A hybrid mobile attendance tracking app built using Flutter and integrated with a backend face recognition system powered by Python and Dlib’s ResNet model. This project enables seamless, automated attendance recording with real-time logging and intuitive visualisation on mobile.
🎥 Live Face Recognition
1- Uses the device camera for real-time face detection and recognition.
2- Frames are captured periodically and sent to the backend for processing.
3-Recognized faces are displayed on-screen in real time with an overlay box and the user's name.
4-Authentication sound is played for each new detected person.
🖼️ Image-Based Recognition
1-Allows users to capture a new image or choose one from the gallery.

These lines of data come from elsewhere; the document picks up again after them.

//! Process-wide Lambda runtime state.
//!
//! The model client is created once at cold start and shared read-only by
//! every invocation handled by the process. Per-request state never lives
//! here.
//!
//! # Cold-Start Performance
//!
//! Initialization logs `init_ms` (time to resolve AWS configuration and build
//! the client) together with the configured region.

use std::sync::Arc;
use std::time::Instant;

use tokio::sync::OnceCell;
use tracing::{error, info};

use textgen_lib::ModelInvoker;

use crate::bedrock::BedrockInvoker;

/// Lazily-initialized Lambda runtime state.
static RUNTIME: OnceCell<LambdaRuntime> = OnceCell::const_new();

/// Error during runtime access or initialization.
#[derive(Debug, Clone)]
pub struct InitError {
    pub message: String,
}

impl std::fmt::Display for InitError {
    fn fmt(&self, f: &mut std::fmt::Formatter<'_>) -> std::fmt::Result {
        write!(f, "Lambda initialization failed: {}", self.message)
    }
}

impl std::error::Error for InitError {}

/// Initialized Lambda runtime holding the shared model invoker.
pub struct LambdaRuntime {
    invoker: Arc<dyn ModelInvoker>,
}

impl std::fmt::Debug for LambdaRuntime {
    fn fmt(&self, f: &mut std::fmt::Formatter<'_>) -> std::fmt::Result {
        f.debug_struct("LambdaRuntime").finish_non_exhaustive()
    }
}

impl LambdaRuntime {
    /// Wrap an already-constructed invoker.
    pub fn new(invoker: Arc<dyn ModelInvoker>) -> Self {
        Self { invoker }
    }

    /// Access the shared invoker.
    pub fn invoker(&self) -> &dyn ModelInvoker {
        self.invoker.as_ref()
    }
}

/// Initialize the runtime with a Bedrock client built from the environment.
///
/// Subsequent calls return the instance created by the first one.
pub async fn init_runtime() -> &'static LambdaRuntime {
    RUNTIME
        .get_or_init(|| async {
            let start = Instant::now();
            info!("initializing Lambda runtime");

            let invoker = BedrockInvoker::from_env().await;
            let region = invoker.region();

            info!(
                init_ms = start.elapsed().as_millis(),
                region = region.as_deref().unwrap_or("<unset>"),
                "Lambda runtime initialization complete"
            );

            LambdaRuntime::new(Arc::new(invoker))
        })
        .await
}

/// Install a caller-provided runtime, e.g. one backed by a stub invoker.
///
/// Fails if a runtime was already initialized.
pub fn install_runtime(runtime: LambdaRuntime) -> Result<&'static LambdaRuntime, InitError> {
    RUNTIME.set(runtime).map_err(|_| InitError {
        message: "runtime already initialized".to_string(),
    })?;
    get_runtime()
}

/// Get the initialized runtime.
pub fn get_runtime() -> Result<&'static LambdaRuntime, InitError> {
    RUNTIME.get().ok_or_else(|| {
        error!("Lambda runtime accessed before initialization");
        InitError {
            message: "runtime not initialized; call init_runtime() first".to_string(),
        }
    })
}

2-Sends the image to the backend and displays recognition results in a dialog.
🕓 History and Session Tracking
1-All recognized individuals are recorded with a timestamp.
2-A dedicated History screen lists all previous recognitions.

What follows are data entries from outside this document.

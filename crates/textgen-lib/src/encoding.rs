//! JSON text in the byte layout the endpoint uses on both of its wires.

use serde_json::Value;

/// Encode a single-key object as `{"key": value}` with `": "` after the key
/// and the string value escaped by [`ascii_json_string`].
pub fn single_field_object(key: &str, value: &str) -> String {
    format!(
        "{{{}: {}}}",
        ascii_json_string(key),
        ascii_json_string(value)
    )
}

/// Encode a string as a JSON string literal containing only printable ASCII.
///
/// Quotes, backslashes and control characters use serde_json's escapes;
/// every other character outside `' '..='~'` becomes lowercase `\uXXXX`,
/// as a UTF-16 surrogate pair above the BMP.
pub fn ascii_json_string(value: &str) -> String {
    // A `String` value always serializes.
    let escaped = serde_json::to_string(&Value::from(value)).unwrap_or_else(|_| "\"\"".into());

    let mut out = String::with_capacity(escaped.len());
    for ch in escaped.chars() {
        if (' '..='~').contains(&ch) {
            out.push(ch);
        } else {
            let mut units = [0u16; 2];
            for unit in ch.encode_utf16(&mut units) {
                out.push_str(&format!("\\u{:04x}", unit));
            }
        }
    }
    out
}
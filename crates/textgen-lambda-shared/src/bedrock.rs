//! Amazon Bedrock implementation of [`ModelInvoker`].

use std::fmt::Debug;

use async_trait::async_trait;
use aws_config::retry::RetryConfig;
use aws_config::BehaviorVersion;
use aws_sdk_bedrockruntime::error::{ProvideErrorMetadata, SdkError};
use aws_sdk_bedrockruntime::primitives::Blob;
use aws_sdk_bedrockruntime::Client;
use tracing::error;

use textgen_lib::{InvocationError, ModelInvoker};

/// Code reported when the service error carries no code of its own.
const UNKNOWN_CODE: &str = "Unknown";

/// Bedrock runtime client wrapped as a [`ModelInvoker`].
///
/// The SDK client is cheap to clone and safe for concurrent use, so one
/// instance serves every invocation of the process.
#[derive(Debug, Clone)]
pub struct BedrockInvoker {
    client: Client,
}

impl BedrockInvoker {
    pub fn new(client: Client) -> Self {
        Self { client }
    }

    /// Build a client from the standard AWS environment (region, credentials).
    ///
    /// SDK-level retries are disabled: each invocation makes exactly one
    /// attempt against the model service.
    pub async fn from_env() -> Self {
        let config = aws_config::defaults(BehaviorVersion::latest())
            .retry_config(RetryConfig::disabled())
            .load()
            .await;
        Self::new(Client::new(&config))
    }

    /// Region the client was configured for, if any.
    pub fn region(&self) -> Option<String> {
        self.client.config().region().map(|r| r.to_string())
    }
}

#[async_trait]
impl ModelInvoker for BedrockInvoker {
    async fn invoke(&self, model_id: &str, payload: &str) -> Result<Vec<u8>, InvocationError> {
        let output = self
            .client
            .invoke_model()
            .model_id(model_id)
            .content_type("application/json")
            .accept("application/json")
            .body(Blob::new(payload.as_bytes().to_vec()))
            .send()
            .await
            .map_err(|e| {
                error!(model_id, error = %e, "Bedrock invoke_model failed");
                classify_sdk_error(e)
            })?;

        Ok(output.body.into_inner())
    }
}

/// Split SDK failures into service answers (with a code) and everything else.
fn classify_sdk_error<E, R>(err: SdkError<E, R>) -> InvocationError
where
    E: ProvideErrorMetadata + std::error::Error + Send + Sync + 'static,
    R: Debug + Send + Sync + 'static,
{
    match err {
        SdkError::ServiceError(service) => {
            let inner = service.err();
            InvocationError::service(
                inner.code().unwrap_or(UNKNOWN_CODE),
                inner.message().unwrap_or_default(),
            )
        }
        other => InvocationError::transport(other),
    }
}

3-Option to start a new session that clears the recorded data.
🔊 Feedback and Interaction
1-Authentication sound plays on successful recognition.
2-Overlay boxes around detected faces improve clarity
| Component | Tech Used |
|---|---|
| Mobile UI | Flutter, Dart |
| Camera Feed | camera package |
| API Communication | http package |
| Image Preprocessing | image package |
| Audio Playback | audioplayers package |
| Navigation | bottom_nav_bar |
| Backend API | Python Flask + face_recognition library |
The app assumes portrait mode operation for all recognition logic.
It is recommended to keep the Flutter app and server on the same local Wi-Fi during testing.
Contributions are welcome — especially improvements in model performance and UI/UX enhancements, and addition of useful features.